Blake Hill

Credentials: PhD

Position title: Professor of Biochemistry

Email: rbhill@mcw.edu

Micro- and macro vascular complications continue to be major health burdens in the United States with estimated costs in excess of $300B with over million hospitalizations due to vascular complications from diabetes alone. In collaboration with Dr. Michael Widlansky, we have shown that excessive mitochondrial fragmentation from pathological upregulation of mitochondrial fission protein 1, Fis1, drives the development and perpetuation of vascular endothelial dysfunction in diabetes.

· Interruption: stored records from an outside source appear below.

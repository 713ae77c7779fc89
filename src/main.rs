// ==========================================
// 扫码生产日报 - 命令行入口
// ==========================================
// 用法:
//   scan-report <snapshot.json> [--config <path>] [--format json|csv] [--locale zh-CN|en]
//
// 读取当天记录快照（ReportInput JSON）,生成分页描述写到 stdout
// ==========================================

use anyhow::{bail, Context, Result};
use scan_report::config::ReportConfigLoader;
use scan_report::engine::{find_duplicate_codes, ReportGenerator};
use scan_report::i18n::{set_locale, t, t_with_args};
use scan_report::{export, logging, ReportInput};
use std::io::Write;
use std::path::PathBuf;

#[derive(Debug, Clone, Copy, PartialEq, Eq)]
enum OutputFormat {
    Json,
    Csv,
}

#[derive(Debug)]
struct CliArgs {
    snapshot: PathBuf,
    config: Option<PathBuf>,
    format: OutputFormat,
}

fn parse_args() -> Result<CliArgs> {
    let mut args = std::env::args().skip(1);
    let mut snapshot = None;
    let mut config = None;
    let mut format = OutputFormat::Json;

    while let Some(arg) = args.next() {
        match arg.as_str() {
            "--config" => {
                let value = args.next().with_context(|| t("cli.usage"))?;
                config = Some(PathBuf::from(value));
            }
            "--format" => {
                let value = args.next().with_context(|| t("cli.usage"))?;
                format = match value.trim().to_lowercase().as_str() {
                    "json" => OutputFormat::Json,
                    "csv" => OutputFormat::Csv,
                    other => bail!(t_with_args("cli.unknown_format", &[("format", other)])),
                };
            }
            "--locale" => {
                let value = args.next().with_context(|| t("cli.usage"))?;
                set_locale(value.trim());
            }
            "-h" | "--help" => {
                println!("{}", t("cli.usage"));
                std::process::exit(0);
            }
            _ if snapshot.is_none() => snapshot = Some(PathBuf::from(arg)),
            _ => bail!(t("cli.usage")),
        }
    }

    let snapshot = snapshot.with_context(|| t("cli.usage"))?;
    Ok(CliArgs {
        snapshot,
        config,
        format,
    })
}

fn main() -> Result<()> {
    logging::init();
    let args = parse_args()?;

    tracing::info!("{} v{}", scan_report::APP_NAME, scan_report::VERSION);

    if !args.snapshot.exists() {
        bail!(t_with_args(
            "cli.snapshot_not_found",
            &[("path", &args.snapshot.display().to_string())]
        ));
    }

    let loader = match &args.config {
        Some(path) => ReportConfigLoader::new().with_path(path),
        None => ReportConfigLoader::new(),
    };
    let config = loader.load().context("加载报表版式配置失败")?;

    let raw = std::fs::read_to_string(&args.snapshot)
        .with_context(|| format!("读取快照失败: {}", args.snapshot.display()))?;
    let input: ReportInput = serde_json::from_str(&raw)
        .with_context(|| format!("解析快照失败: {}", args.snapshot.display()))?;

    let generator = ReportGenerator::new(config)?;
    let pages = generator.generate(&input)?;

    let duplicates = find_duplicate_codes(input.all_records());
    if !duplicates.is_empty() {
        tracing::warn!(codes = ?duplicates.codes(), "快照中存在重复条码");
    }

    let stdout = std::io::stdout();
    let mut out = stdout.lock();
    match args.format {
        OutputFormat::Json => {
            serde_json::to_writer_pretty(&mut out, &pages)?;
            writeln!(out)?;
        }
        OutputFormat::Csv => {
            export::write_pages_csv(&mut out, &pages, &input.articles, generator.config())?;
        }
    }

    eprintln!(
        "{}",
        t_with_args(
            "cli.summary",
            &[
                ("pages", &pages.len().to_string()),
                ("records", &input.total_records().to_string()),
                ("duplicates", &duplicates.codes().len().to_string()),
            ]
        )
    );
    Ok(())
}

Fis1 upregulation is specific to patients with diabetes as it is not observed in the vascular endothelium from normal volunteers. Consistent with this model, downregulation of Fis1 by siRNA does not affect vasodilation in normal healthy vessels but reverses poor vasodilation in vessels from diabetic patients. These data and others support a model in which Fis1 drives fragmentation only under pathological conditions, which then increases mitochondrial reactive oxygen species and poor vasodilation. These data led us to design a 14-residue peptide inhibitor of Fis1, pep213, that binds to Fis1 with 30.3 μM affinity. Application of a cell permeant version of pep213 to normal vessels has no effect, but causes endothelial dysfunction to be reversed in resistance vessels from patients with type 2 diabetes. A randomly scrambled peptide using the same amino acids as pep213 has no effect in either model indicating the pep213’s specificity. These findings suggest Fis1 as a therapeutic target to address vascular complications associated with diabetes.